La cérémonie, organisée avec l’appui du PNUD dans la salle de conférence de la Caisse nationale de sécurité sociale (CNSS), a réuni notamment le ministre d’État chargé de la Communication et des Médias, Évariste Ngamana, représentant le Premier ministre Félix Moloua, le ministre de l’Administration du territoire, de la Décentralisation et du Développement local, Bruno Yapandé, ainsi que le représentant résident adjoint du PNUD en RCA, Mactar Fall.
Cette célébration intervient dans un contexte marqué par l’installation des exécutifs municipaux démocratiquement élus à l’issue des élections des 28 décembre 2025 et 26 avril 2026. Pour le PNUD, cette avancée ouvre une nouvelle phase de la décentralisation centrafricaine, désormais tournée vers l’exercice concret des responsabilités locales et l’amélioration des services au bénéfice des populations.
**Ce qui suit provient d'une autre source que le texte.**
//! Text rendering policy and the reference line parser.
//!
//! The text form of an example is one line per native example:
//!
//! ```text
//! [<label>] |<group><namespace> <name> <name>:<weight> ... |<group2><namespace2> ...
//! ```
//!
//! [`parse_line`] reads that form back through a [`FeatureEngine`] so the result can be
//! compared with the native buffer produced in the same call.

use std::borrow::Cow;
use std::sync::atomic::{AtomicU8, Ordering};

use serde::{Deserialize, Serialize};

use crate::engine::{ExampleBuilder, FeatureEngine, NativeExample};
use crate::error::{FeatwireError, Result};

/// Float rendering in text output.
#[derive(Debug, Clone, Copy, Default, PartialEq, Eq, Hash, Serialize, Deserialize)]
#[serde(rename_all = "snake_case")]
pub enum FloatFormat {
    /// Shortest decimal that round-trips (`0.5`, `1`, `0.0000001`).
    #[default]
    Compact,
    /// Nine significant digits in scientific notation (`5.00000000e-1`).
    Scientific,
}

impl FloatFormat {
    /// Renders a weight.
    pub fn format(self, value: f32) -> String {
        match self {
            Self::Compact => format!("{value}"),
            Self::Scientific => format!("{value:.8e}"),
        }
    }

    fn to_u8(self) -> u8 {
        match self {
            Self::Compact => 0,
            Self::Scientific => 1,
        }
    }

    fn from_u8(raw: u8) -> Self {
        match raw {
            1 => Self::Scientific,
            _ => Self::Compact,
        }
    }
}

static FLOAT_FORMAT: AtomicU8 = AtomicU8::new(0);

/// Sets the process-wide float format used when options do not pick one.
pub fn set_float_format(format: FloatFormat) {
    FLOAT_FORMAT.store(format.to_u8(), Ordering::Relaxed);
}

/// The process-wide float format.
pub fn float_format() -> FloatFormat {
    FloatFormat::from_u8(FLOAT_FORMAT.load(Ordering::Relaxed))
}

/// Replaces characters that would break the line syntax (whitespace, `|`, `:`) with `_`.
pub fn escape(raw: &str) -> Cow<'_, str> {
    if raw.chars().any(needs_escape) {
        Cow::Owned(
            raw.chars()
                .map(escape_char)
                .collect(),
        )
    } else {
        Cow::Borrowed(raw)
    }
}

/// [`escape`] for a single character, such as a feature group tag.
pub fn escape_char(c: char) -> char {
    if needs_escape(c) { '_' } else { c }
}

fn needs_escape(c: char) -> bool {
    c.is_whitespace() || c == '|' || c == ':'
}

/// Parses one text line into a native example.
///
/// Zero-valued features are dropped and namespaces left empty are discarded, as the native
/// builder does.
///
/// # Errors
/// * Label errors from [`FeatureEngine::parse_label`].
/// * [`FeatwireError::Parse`] for a weight that is not a number.
pub fn parse_line<E: FeatureEngine + ?Sized>(engine: &E, line: &str) -> Result<NativeExample> {
    let mut segments = line.split('|');
    let head = segments.next().unwrap_or_default().trim();

    let mut builder = ExampleBuilder::new(engine.new_example());
    if !head.is_empty() {
        builder.set_label(engine.parse_label(head)?);
    }

    for segment in segments {
        let (name, body) = match segment.find(char::is_whitespace) {
            Some(split) => segment.split_at(split),
            None => (segment, ""),
        };
        let hash = engine.hash_space(name);
        builder.open_namespace(name.chars().next().unwrap_or(' '), hash);

        for token in body.split_whitespace() {
            let (feature, weight) = match token.rsplit_once(':') {
                Some((feature, raw)) => {
                    let weight = raw.parse::<f32>().map_err(|e| {
                        FeatwireError::Parse(format!("bad weight in `{token}`: {e}"))
                    })?;
                    (feature, weight)
                }
                None => (token, 1.0),
            };
            if weight == 0.0 || weight.is_nan() {
                continue;
            }
            builder.add_feature(engine.hash_feature(feature, hash), weight);
        }

        builder.close_namespace();
    }

    Ok(builder.finish())
}

/// Parses a multi-line rendering, one native example per line.
///
/// # Errors
/// The first error of [`parse_line`].
pub fn parse_lines<E: FeatureEngine + ?Sized>(engine: &E, text: &str) -> Result<Vec<NativeExample>> {
    text.split('\n').map(|line| parse_line(engine, line)).collect()
}

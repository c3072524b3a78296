//! The main entry point: configure once, then serialize examples.

use std::fmt;
use std::hash::Hash;
use std::sync::Arc;

use rayon::prelude::*;

use crate::cache::{CacheStats, DefaultComparer, ExampleCache, ExampleComparer, ResultCache};
use crate::compile::{CompiledSerializer, LabelTarget, OutputKind, compiled};
use crate::context::SerializedExample;
use crate::engine::FeatureEngine;
use crate::error::Result;
use crate::marshal::{FeatureMarshaller, MarshallerRegistry};
use crate::schema::FeatureExample;
use crate::settings::SerializerOptions;
use crate::text::FloatFormat;
use crate::validate::{ValidationReport, cross_validate};

/// The featwire facade.
///
/// ```rust
/// use std::sync::Arc;
/// use featwire::{Featwire, FeatureExample, ReferenceEngine};
///
/// #[derive(FeatureExample)]
/// struct Click {
///     #[featwire(namespace = "user", group = 'u')]
///     age: u32,
/// }
///
/// let serializer = Featwire::builder()
///     .text(true)
///     .build::<Click>(Arc::new(ReferenceEngine::new()))
///     .unwrap();
/// let out = serializer.serialize(&Click { age: 25 }).unwrap();
/// assert_eq!(out.text(), Some("|uuser age:25"));
/// ```
#[derive(Debug)]
pub struct Featwire;

impl Featwire {
    /// Starts a serializer configuration.
    pub fn builder() -> FeatwireBuilder {
        FeatwireBuilder::default()
    }
}

/// Configuration collected before building a [`Serializer`].
#[derive(Debug, Clone, Default)]
pub struct FeatwireBuilder {
    options: SerializerOptions,
    registry: MarshallerRegistry,
}

impl FeatwireBuilder {
    /// Produce the text form alongside the native one.
    pub fn text(mut self, enabled: bool) -> Self {
        self.options.text = enabled;
        self
    }

    /// Bounds the result cache of cached serializers.
    pub fn cache_max_entries(mut self, max: usize) -> Self {
        self.options.cache_max_entries = Some(max);
        self
    }

    /// Memoizes renderings of every `Display` and enumerized feature.
    pub fn dictify(mut self, enabled: bool) -> Self {
        self.options.dictify = enabled;
        self
    }

    /// Warns when a weight overflows `f32`.
    pub fn precision_warnings(mut self, enabled: bool) -> Self {
        self.options.precision_warnings = enabled;
        self
    }

    /// Float format of this serializer's text output.
    pub fn float_format(mut self, format: FloatFormat) -> Self {
        self.options.float_format = Some(format);
        self
    }

    /// Replaces every option at once, e.g. with values loaded from a config file.
    pub fn options(mut self, options: SerializerOptions) -> Self {
        self.options = options;
        self
    }

    /// Registers a marshaller for every feature whose value type is `T`.
    pub fn marshaller<T: 'static, M: FeatureMarshaller<T> + 'static>(mut self, marshaller: M) -> Self {
        self.registry.register::<T, M>(marshaller);
        self
    }

    /// Builds an uncached serializer.
    ///
    /// # Errors
    /// Invalid options and schema errors of `T`.
    pub fn build<T: FeatureExample>(self, engine: Arc<dyn FeatureEngine>) -> Result<Serializer<T>> {
        self.finish(engine, None)
    }

    /// Builds a serializer caching results by `T`'s `Hash` and `Eq`.
    ///
    /// # Errors
    /// Invalid options and schema errors of `T`.
    pub fn build_cached<T>(self, engine: Arc<dyn FeatureEngine>) -> Result<Serializer<T>>
    where
        T: FeatureExample + Hash + Eq + Clone,
    {
        self.build_with_comparer(engine, DefaultComparer)
    }

    /// Builds a serializer caching results with a custom equality.
    ///
    /// # Errors
    /// Invalid options and schema errors of `T`.
    pub fn build_with_comparer<T, C>(self, engine: Arc<dyn FeatureEngine>, comparer: C) -> Result<Serializer<T>>
    where
        T: FeatureExample + Clone,
        C: ExampleComparer<T> + 'static,
    {
        let cache: ExampleCache<T, SerializedExample, C> =
            ExampleCache::new(comparer, self.options.cache_max_entries)?;
        self.finish(engine, Some(Box::new(cache)))
    }

    fn finish<T: FeatureExample>(
        self,
        engine: Arc<dyn FeatureEngine>,
        cache: Option<Box<dyn ResultCache<T>>>,
    ) -> Result<Serializer<T>> {
        self.options.validate()?;
        let compiled = compiled::<T>(self.options.output_kind(), &self.registry)?;
        Ok(Serializer {
            engine,
            options: self.options,
            registry: self.registry,
            compiled,
            cache,
        })
    }
}

/// Serializes examples of type `T` through one engine.
pub struct Serializer<T> {
    engine: Arc<dyn FeatureEngine>,
    options: SerializerOptions,
    registry: MarshallerRegistry,
    compiled: Arc<CompiledSerializer<T>>,
    cache: Option<Box<dyn ResultCache<T>>>,
}

impl<T> fmt::Debug for Serializer<T> {
    fn fmt(&self, f: &mut fmt::Formatter<'_>) -> fmt::Result {
        f.debug_struct("Serializer")
            .field("options", &self.options)
            .field("registry", &self.registry)
            .field("compiled", &self.compiled)
            .field("cached", &self.cache.is_some())
            .finish_non_exhaustive()
    }
}

impl<T: FeatureExample> Serializer<T> {
    /// Serializes one example with its own labels.
    ///
    /// Cached serializers return the stored result for an equal example.
    ///
    /// # Errors
    /// Label errors raised by the engine.
    pub fn serialize(&self, example: &T) -> Result<Arc<SerializedExample>> {
        let mut compute = |example: &T| {
            self.compiled
                .serialize(self.engine.as_ref(), &self.options, example, LabelTarget::None)
        };
        match &self.cache {
            Some(cache) => cache.get_or_compute(example, &mut compute),
            None => compute(example).map(Arc::new),
        }
    }

    /// Serializes one example with a call-level label. Never cached.
    ///
    /// # Errors
    /// [`crate::FeatwireError::Label`] when `target` does not fit the example.
    pub fn serialize_labeled(&self, example: &T, target: LabelTarget<'_>) -> Result<SerializedExample> {
        self.compiled
            .serialize(self.engine.as_ref(), &self.options, example, target)
    }

    /// Serializes a batch in parallel, preserving order.
    ///
    /// # Errors
    /// The first error encountered.
    pub fn serialize_batch(&self, examples: &[T]) -> Result<Vec<Arc<SerializedExample>>> {
        examples.par_iter().map(|example| self.serialize(example)).collect()
    }

    /// Serializes `example` with both outputs and checks that the text parses back to the
    /// native form.
    ///
    /// # Errors
    /// Label and parse errors.
    pub fn validate(&self, example: &T) -> Result<ValidationReport> {
        let both = compiled::<T>(OutputKind::NativeAndText, &self.registry)?;
        let serialized = both.serialize(self.engine.as_ref(), &self.options, example, LabelTarget::None)?;
        cross_validate(self.engine.as_ref(), &serialized)
    }

    /// The compiled serializer in use.
    pub fn compiled(&self) -> &CompiledSerializer<T> {
        &self.compiled
    }

    /// The options this serializer was built with.
    pub fn options(&self) -> &SerializerOptions {
        &self.options
    }

    /// The engine collaborator.
    pub fn engine(&self) -> &dyn FeatureEngine {
        self.engine.as_ref()
    }

    /// Cache counters; `None` for uncached serializers.
    pub fn cache_stats(&self) -> Option<CacheStats> {
        self.cache.as_ref().map(|cache| cache.stats())
    }

    /// Drops every cached result.
    pub fn clear_cache(&self) {
        if let Some(cache) = &self.cache {
            cache.clear();
        }
    }
}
Dans son intervention, Mactar Fall a estimé que l’enjeu n’est plus seulement d’organiser la décentralisation, mais de la rendre « durable, efficace et au bénéfice des populations ». Il a identifié trois priorités : renforcer les institutions locales et la responsabilité des élus, améliorer la capacité des collectivités à mobiliser et gérer leurs ressources, et assurer une véritable territorialisation du développement.
La question financière apparaît ainsi comme l’un des principaux défis de cette réforme. Le PNUD préconise une meilleure mobilisation des recettes locales, mais aussi des mécanismes de transfert de l’État plus prévisibles et adaptés aux responsabilités confiées aux collectivités. L’objectif est de rapprocher les décisions, les ressources et l’action publique des citoyens.
À cette occasion, le PNUD a procédé à la remise officielle au gouvernement de trois outils opérationnels élaborés en partenariat avec le ministère en charge de la Décentralisation. Il s’agit du Guide pratique de la décentralisation, du Guide des relations entre les autorités administratives déconcentrées et les élus locaux, ainsi que du Manuel de procédures administratives et financières des collectivités territoriales. Ces documents doivent permettre de renforcer la compréhension du cadre juridique et institutionnel, d’améliorer les relations entre l’administration déconcentrée et les élus locaux et de promouvoir une gestion plus transparente et performante des collectivités.
Le PNUD prévoit également d’accompagner leur mise en œuvre à travers un programme de renforcement des capacités destiné aux exécutifs et conseils municipaux d’au moins 120 communes d’ici la fin de l’année 2026. Les formations s’appuieront également sur le Guide d’élaboration des plans de développement locaux élaboré par le ministère.
Prenant la parole au nom du gouvernement, le ministre d’État Évariste Ngamana a souligné que la décentralisation constitue pour la RCA bien plus qu’un rendez-vous institutionnel. Elle représente, selon lui, une nouvelle conception de l’action publique fondée sur la confiance accordée aux territoires et la responsabilisation des collectivités locales.
Il a présenté l’installation des premiers exécutifs municipaux élus comme une étape déterminante de l’histoire institutionnelle du pays. Cette évolution ouvre une nouvelle séquence de la réforme territoriale, marquée par l’exercice effectif des responsabilités locales, le rapprochement entre les institutions et les citoyens et la consolidation d’une gouvernance locale démocratique, performante et redevable.
À travers cette journée, les autorités centrafricaines et leurs partenaires affichent ainsi leur ambition de passer progressivement des textes à une décentralisation concrète, capable de renforcer les communes, d’améliorer la gouvernance locale et de faire du développement territorial un véritable moteur du progrès national.